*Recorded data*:
»»

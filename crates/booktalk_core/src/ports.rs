//! crates/booktalk_core/src/ports.rs
//!
//! Defines the service contracts (traits) of the journal.
//! These traits form the boundary of the hexagonal architecture: the sync logic
//! talks to storage and to the AI companion only through them, so the on-device
//! store, the relational backend and any test double are interchangeable.

use async_trait::async_trait;

use crate::domain::{Book, Message, MessagePatch, Profile, UserIdentity};

//=========================================================================================
// Generic Port Error and Result Types
//=========================================================================================

/// A generic error type for all port operations.
#[derive(Debug, Clone, PartialEq, Eq, thiserror::Error)]
pub enum PortError {
    /// A remote operation was attempted without an authenticated session.
    #[error("Not authenticated")]
    NotAuthenticated,
    /// The remote store could not be reached or the query failed.
    #[error("Remote store unavailable: {0}")]
    RemoteUnavailable(String),
    /// The remote store is reachable but an expected table does not exist.
    #[error("Remote schema missing: table '{0}' does not exist")]
    SchemaMissing(String),
    #[error("Invalid backup format: {0}")]
    InvalidBackupFormat(String),
    /// An insert collided with an existing id.
    #[error("Conflict: {0} already exists")]
    Conflict(String),
    #[error("Item not found: {0}")]
    NotFound(String),
    #[error("An unexpected error occurred: {0}")]
    Unexpected(String),
}

impl PortError {
    /// Whether retrying the same call could plausibly succeed.
    pub fn is_transient(&self) -> bool {
        matches!(self, PortError::RemoteUnavailable(_))
    }
}

/// A convenience type alias for `Result<T, PortError>`.
pub type PortResult<T> = Result<T, PortError>;

//=========================================================================================
// Storage Ports
//=========================================================================================

/// Durable on-device key-value persistence.
#[async_trait]
pub trait KeyValueStore: Send + Sync {
    async fn get(&self, key: &str) -> PortResult<Option<String>>;
    async fn set(&self, key: &str, value: &str) -> PortResult<()>;
    /// Removing a missing key is not an error.
    async fn remove(&self, key: &str) -> PortResult<()>;
}

/// Supplies the identity that scopes every remote operation.
#[async_trait]
pub trait SessionProvider: Send + Sync {
    async fn current_user(&self) -> Option<UserIdentity>;
    async fn sign_out(&self);
}

/// Entity CRUD against the remote relational backend.
#[async_trait]
pub trait RemoteStore: Send + Sync {
    async fn get_current_user(&self) -> PortResult<Option<UserIdentity>>;

    // --- Profile ---
    /// Returns `None` when the user has no profile row yet.
    async fn get_profile(&self) -> PortResult<Option<Profile>>;
    /// Insert-or-update keyed by the session's user id.
    async fn save_profile(&self, profile: &Profile) -> PortResult<()>;

    // --- Books ---
    /// Books ordered by `last_message_time`, newest first.
    async fn get_books(&self) -> PortResult<Vec<Book>>;
    /// Insert-or-update keyed by `book.id`, always stamped with the session user.
    async fn save_book(&self, book: &Book) -> PortResult<()>;
    async fn delete_book(&self, book_id: &str) -> PortResult<()>;

    // --- Messages ---
    /// Messages ordered by `timestamp`, oldest first.
    async fn get_messages(&self, book_id: &str) -> PortResult<Vec<Message>>;
    /// Insert-only: an existing id fails with `PortError::Conflict`.
    async fn add_message(&self, message: &Message) -> PortResult<()>;
    /// Applies only the `text` and `keywords` of the patch.
    async fn update_message(&self, message_id: &str, patch: &MessagePatch) -> PortResult<()>;
    /// Removes one message. An unknown id is not an error.
    async fn delete_message(&self, message_id: &str) -> PortResult<()>;

    // --- Diagnostics & session ---
    /// A lightweight existence probe that needs no session.
    async fn probe_table(&self, table: &str) -> PortResult<()>;
    async fn sign_out(&self) -> PortResult<()>;
}

/// The single persistence interface the sync façade writes through.
///
/// The local variant persists whole collections while the remote variant writes
/// one row at a time, so every write receives both the changed entity and the
/// full in-memory collection it belongs to.
#[async_trait]
pub trait JournalStore: Send + Sync {
    async fn load_profile(&self) -> PortResult<Option<Profile>>;
    async fn save_profile(&self, profile: &Profile) -> PortResult<()>;
    async fn load_books(&self) -> PortResult<Vec<Book>>;
    async fn load_messages(&self, book_id: &str) -> PortResult<Vec<Message>>;

    /// Persists `book`; `books` is the complete book list after the change.
    async fn write_book(&self, book: &Book, books: &[Book]) -> PortResult<()>;
    /// Persists a new `message`; `thread` is its book's complete message list.
    async fn write_message(&self, message: &Message, thread: &[Message]) -> PortResult<()>;
    async fn patch_message(
        &self,
        message_id: &str,
        patch: &MessagePatch,
        thread: &[Message],
    ) -> PortResult<()>;
    /// Takes back a message written by `write_message`; `remaining` is the
    /// thread without it.
    async fn remove_message(&self, message: &Message, remaining: &[Message]) -> PortResult<()>;
    /// Removes a book together with its messages.
    async fn remove_book(&self, book_id: &str) -> PortResult<()>;

    /// Ends the current session (remote sign-out or local session reset).
    async fn end_session(&self) -> PortResult<()>;
}

//=========================================================================================
// AI Companion Port
//=========================================================================================

/// How many previous messages are handed to the companion as chat context.
pub const CHAT_HISTORY_LIMIT: usize = 10;

/// How many keywords a quote can carry.
pub const MAX_KEYWORDS: usize = 3;

/// Returned to the reader when the companion could not produce a chat reply.
pub const FALLBACK_CHAT_REPLY: &str =
    "Sorry, I'm having trouble reading the pages right now. Try again later.";

/// The deterministic welcome used whenever the companion is unavailable.
pub fn fallback_welcome(title: &str) -> String {
    format!("Welcome to your reading log for {}.", title)
}

/// Optional natural-language content. Callers must never depend on it.
#[async_trait]
pub trait BookCompanionService: Send + Sync {
    /// A one-sentence welcome, as if written by the book.
    async fn generate_welcome(&self, title: &str, author: &str) -> PortResult<String>;
    /// Replies in the book's voice. `history` holds at most `CHAT_HISTORY_LIMIT` messages.
    async fn chat(&self, book: &Book, history: &[Message], user_text: &str) -> PortResult<String>;
    /// Short themes for a quote, at most `MAX_KEYWORDS`.
    async fn extract_keywords(&self, text: &str) -> PortResult<Vec<String>>;
}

««

*Work request*: Word for word, give back all of the records.

*Solution below*:
filename crates/booktalk_core/src/ports.rs
//! crates/booktalk_core/src/ports.rs
//!
//! Defines the service contracts (traits) of the journal.
//! These traits form the boundary of the hexagonal architecture: the sync logic
//! talks to storage and to the AI companion only through them, so the on-device
//! store, the relational backend and any test double are interchangeable.

use async_trait::async_trait;

use crate::domain::{Book, Message, MessagePatch, Profile, UserIdentity};

//=========================================================================================
// Generic Port Error and Result Types
//=========================================================================================

/// A generic error type for all port operations.
#[derive(Debug, Clone, PartialEq, Eq, thiserror::Error)]
pub enum PortError {
    /// A remote operation was attempted without an authenticated session.
    #[error("Not authenticated")]
    NotAuthenticated,
    /// The remote store could not be reached or the query failed.
    #[error("Remote store unavailable: {0}")]
    RemoteUnavailable(String),
    /// The remote store is reachable but an expected table does not exist.
    #[error("Remote schema missing: table '{0}' does not exist")]
    SchemaMissing(String),
    #[error("Invalid backup format: {0}")]
    InvalidBackupFormat(String),
    /// An insert collided with an existing id.
    #[error("Conflict: {0} already exists")]
    Conflict(String),
    #[error("Item not found: {0}")]
    NotFound(String),
    #[error("An unexpected error occurred: {0}")]
    Unexpected(String),
}

impl PortError {
    /// Whether retrying the same call could plausibly succeed.
    pub fn is_transient(&self) -> bool {
        matches!(self, PortError::RemoteUnavailable(_))
    }
}

/// A convenience type alias for `Result<T, PortError>`.
pub type PortResult<T> = Result<T, PortError>;

//=========================================================================================
// Storage Ports
//=========================================================================================

/// Durable on-device key-value persistence.
#[async_trait]
pub trait KeyValueStore: Send + Sync {
    async fn get(&self, key: &str) -> PortResult<Option<String>>;
    async fn set(&self, key: &str, value: &str) -> PortResult<()>;
    /// Removing a missing key is not an error.
    async fn remove(&self, key: &str) -> PortResult<()>;
}

/// Supplies the identity that scopes every remote operation.
#[async_trait]
pub trait SessionProvider: Send + Sync {
    async fn current_user(&self) -> Option<UserIdentity>;
    async fn sign_out(&self);
}

/// Entity CRUD against the remote relational backend.
#[async_trait]
pub trait RemoteStore: Send + Sync {
    async fn get_current_user(&self) -> PortResult<Option<UserIdentity>>;

    // --- Profile ---
    /// Returns `None` when the user has no profile row yet.
    async fn get_profile(&self) -> PortResult<Option<Profile>>;
    /// Insert-or-update keyed by the session's user id.
    async fn save_profile(&self, profile: &Profile) -> PortResult<()>;

    // --- Books ---
    /// Books ordered by `last_message_time`, newest first.
    async fn get_books(&self) -> PortResult<Vec<Book>>;
    /// Insert-or-update keyed by `book.id`, always stamped with the session user.
    async fn save_book(&self, book: &Book) -> PortResult<()>;
    async fn delete_book(&self, book_id: &str) -> PortResult<()>;

    // --- Messages ---
    /// Messages ordered by `timestamp`, oldest first.
    async fn get_messages(&self, book_id: &str) -> PortResult<Vec<Message>>;
    /// Insert-only: an existing id fails with `PortError::Conflict`.
    async fn add_message(&self, message: &Message) -> PortResult<()>;
    /// Applies only the `text` and `keywords` of the patch.
    async fn update_message(&self, message_id: &str, patch: &MessagePatch) -> PortResult<()>;
    /// Removes one message. An unknown id is not an error.
    async fn delete_message(&self, message_id: &str) -> PortResult<()>;

    // --- Diagnostics & session ---
    /// A lightweight existence probe that needs no session.
    async fn probe_table(&self, table: &str) -> PortResult<()>;
    async fn sign_out(&self) -> PortResult<()>;
}

/// The single persistence interface the sync façade writes through.
///
/// The local variant persists whole collections while the remote variant writes
/// one row at a time, so every write receives both the changed entity and the
/// full in-memory collection it belongs to.
#[async_trait]
pub trait JournalStore: Send + Sync {
    async fn load_profile(&self) -> PortResult<Option<Profile>>;
    async fn save_profile(&self, profile: &Profile) -> PortResult<()>;
    async fn load_books(&self) -> PortResult<Vec<Book>>;
    async fn load_messages(&self, book_id: &str) -> PortResult<Vec<Message>>;

    /// Persists `book`; `books` is the complete book list after the change.
    async fn write_book(&self, book: &Book, books: &[Book]) -> PortResult<()>;
    /// Persists a new `message`; `thread` is its book's complete message list.
    async fn write_message(&self, message: &Message, thread: &[Message]) -> PortResult<()>;
    async fn patch_message(
        &self,
        message_id: &str,
        patch: &MessagePatch,
        thread: &[Message],
    ) -> PortResult<()>;
    /// Takes back a message written by `write_message`; `remaining` is the
    /// thread without it.
    async fn remove_message(&self, message: &Message, remaining: &[Message]) -> PortResult<()>;
    /// Removes a book together with its messages.
    async fn remove_book(&self, book_id: &str) -> PortResult<()>;

    /// Ends the current session (remote sign-out or local session reset).
    async fn end_session(&self) -> PortResult<()>;
}

//=========================================================================================
// AI Companion Port
//=========================================================================================

/// How many previous messages are handed to the companion as chat context.
pub const CHAT_HISTORY_LIMIT: usize = 10;

/// How many keywords a quote can carry.
pub const MAX_KEYWORDS: usize = 3;

/// Returned to the reader when the companion could not produce a chat reply.
pub const FALLBACK_CHAT_REPLY: &str =
    "Sorry, I'm having trouble reading the pages right now. Try again later.";

/// The deterministic welcome used whenever the companion is unavailable.
pub fn fallback_welcome(title: &str) -> String {
    format!("Welcome to your reading log for {}.", title)
}

/// Optional natural-language content. Callers must never depend on it.
#[async_trait]
pub trait BookCompanionService: Send + Sync {
    /// A one-sentence welcome, as if written by the book.
    async fn generate_welcome(&self, title: &str, author: &str) -> PortResult<String>;
    /// Replies in the book's voice. `history` holds at most `CHAT_HISTORY_LIMIT` messages.
    async fn chat(&self, book: &Book, history: &[Message], user_text: &str) -> PortResult<String>;
    /// Short themes for a quote, at most `MAX_KEYWORDS`.
    async fn extract_keywords(&self, text: &str) -> PortResult<Vec<String>>;
}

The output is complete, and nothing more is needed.